Since the middle of the 20th century, a number of inventors claimed to have constructed various magnet motors. In 1954, German mechanical engineer Friedrich Lüling claimed to have realized a motor which could run with its permanent magnets for 10 to 20 years without interruption. On 8 February 1966, the UFA-Wochenschau reported on the invention. American engineer Howard Johnson filed the on a permanent magnet motor in 1973, which was granted in 1979. A prototype of his motor was presented in 1980 in the popular scientific Science & Mechanics Magazine. Further magnet motors were designed by the Japanese entertainer Kohei Minato, who applied for patents in 1988, 1997 and 2005.

The European Patent Office has not recognized a patent application for a magnet motor. Starting in 2006, “inventor” Mike Brady and his company Perendev-Group marketed such a motor and was charged with serious fraud in 2010 and sentenced to 5 years and 9 months imprisonment.

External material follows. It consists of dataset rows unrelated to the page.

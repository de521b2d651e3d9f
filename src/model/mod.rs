//! Typed record model (component B). Each type is a plain struct built by
//! the repository layer from query rows; see `repo` for persistence and
//! lazy-load behavior.

pub mod dataset;
pub mod file;
pub mod namespace;
pub mod param;
pub mod query;
pub mod user;

pub use dataset::Dataset;
pub use file::File;
pub use namespace::{Namespace, Owner};
pub use param::{ParamCategory, ParamDefinition, ParamType};
pub use query::NamedQuery;
pub use user::{Authenticator, AuthenticatorType, Role, Secret, User};
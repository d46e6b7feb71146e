// src/cli/menu.rs
use inquire::{Confirm, InquireError, Select, Text};
use std::error::Error;

use rust_passkeep::core::config::Config;
use rust_passkeep::core::CredentialStore;
use rust_passkeep::generators::PasswordGenerator;

use crate::cli::handlers;

const GENERATE: &str = "🔐  Generate passwords";
const ADD: &str = "➕  Add credentials";
const FIND: &str = "🔍  Find credentials";
const EXIT: &str = "❌  Exit";

pub fn run_cli_menu(store: &CredentialStore, generator: &PasswordGenerator, config: &Config) -> Result<(), Box<dyn Error>> {
    println!("🦀🔐 Welcome to");
    println!("╔══════════════════════════════════════╗");
    println!("║        🦀 PASSKEEP MANAGER           ║");
    println!("╚══════════════════════════════════════╝");
    println!("Data file: {}", store.path().display());

    loop {
        let options = vec![GENERATE, ADD, FIND, EXIT];

        let selection = Select::new("Choose an option:", options)
            .with_help_message("Use arrow keys to navigate, Enter to select. Esc to exit.")
            .prompt_skippable();

        let result = match selection {
            Ok(Some(GENERATE)) => {
                handlers::handle_generate(generator, config.password_choices);
                Ok(())
            }
            Ok(Some(ADD)) => add_credentials(store, generator, config),
            Ok(Some(FIND)) => find_credentials(store),
            Ok(Some(_)) | Ok(None) => break,
            Err(InquireError::OperationInterrupted) => break,
            Err(e) => return Err(Box::new(e)),
        };

        match result {
            Ok(()) => {}
            // Ctrl+C inside a sub-prompt returns to the main menu
            Err(e) if is_interrupt(e.as_ref()) => println!("❗ Cancelled."),
            Err(e) => return Err(e),
        }
    }

    println!("👋 Goodbye!");
    Ok(())
}

fn add_credentials(store: &CredentialStore, generator: &PasswordGenerator, config: &Config) -> Result<(), Box<dyn Error>> {
    let website = Text::new("Website:").prompt()?;
    let login = Text::new("Email/Username:")
        .with_default(&config.default_login)
        .prompt()?;

    let generate = Confirm::new("Generate a password?")
        .with_default(true)
        .prompt()?;

    let generated = if generate {
        handlers::choose_password(generator, config.password_choices)?
    } else {
        None
    };

    let password = match generated {
        Some(password) => password,
        None => Text::new("Password:").prompt()?,
    };

    handlers::handle_add(store, &website, &login, &password)
}

fn find_credentials(store: &CredentialStore) -> Result<(), Box<dyn Error>> {
    let website = Text::new("Website to search:").prompt()?;
    handlers::handle_find(store, &website)
}

fn is_interrupt(error: &(dyn Error + 'static)) -> bool {
    matches!(
        error.downcast_ref::<InquireError>(),
        Some(InquireError::OperationCanceled) | Some(InquireError::OperationInterrupted)
    )
}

In para-scientific circles, the magnet motor is still propagated and construction manuals are still distributed despite the lacking proof of function. In the beginning of the 21st century, the idea of a magnet motor has been increasingly propagated on the internet and a number of fake videos showing pretended running magnet motors have appeared on online video-sharing platforms. Addressing the question, why the magnet motor is still not adopted by the industry, despite its supposedly great potential, conspiracy theories are put forward: Magnet motors would provide free energy for everyone, harm the existing energy industry, and would thus be suppressed.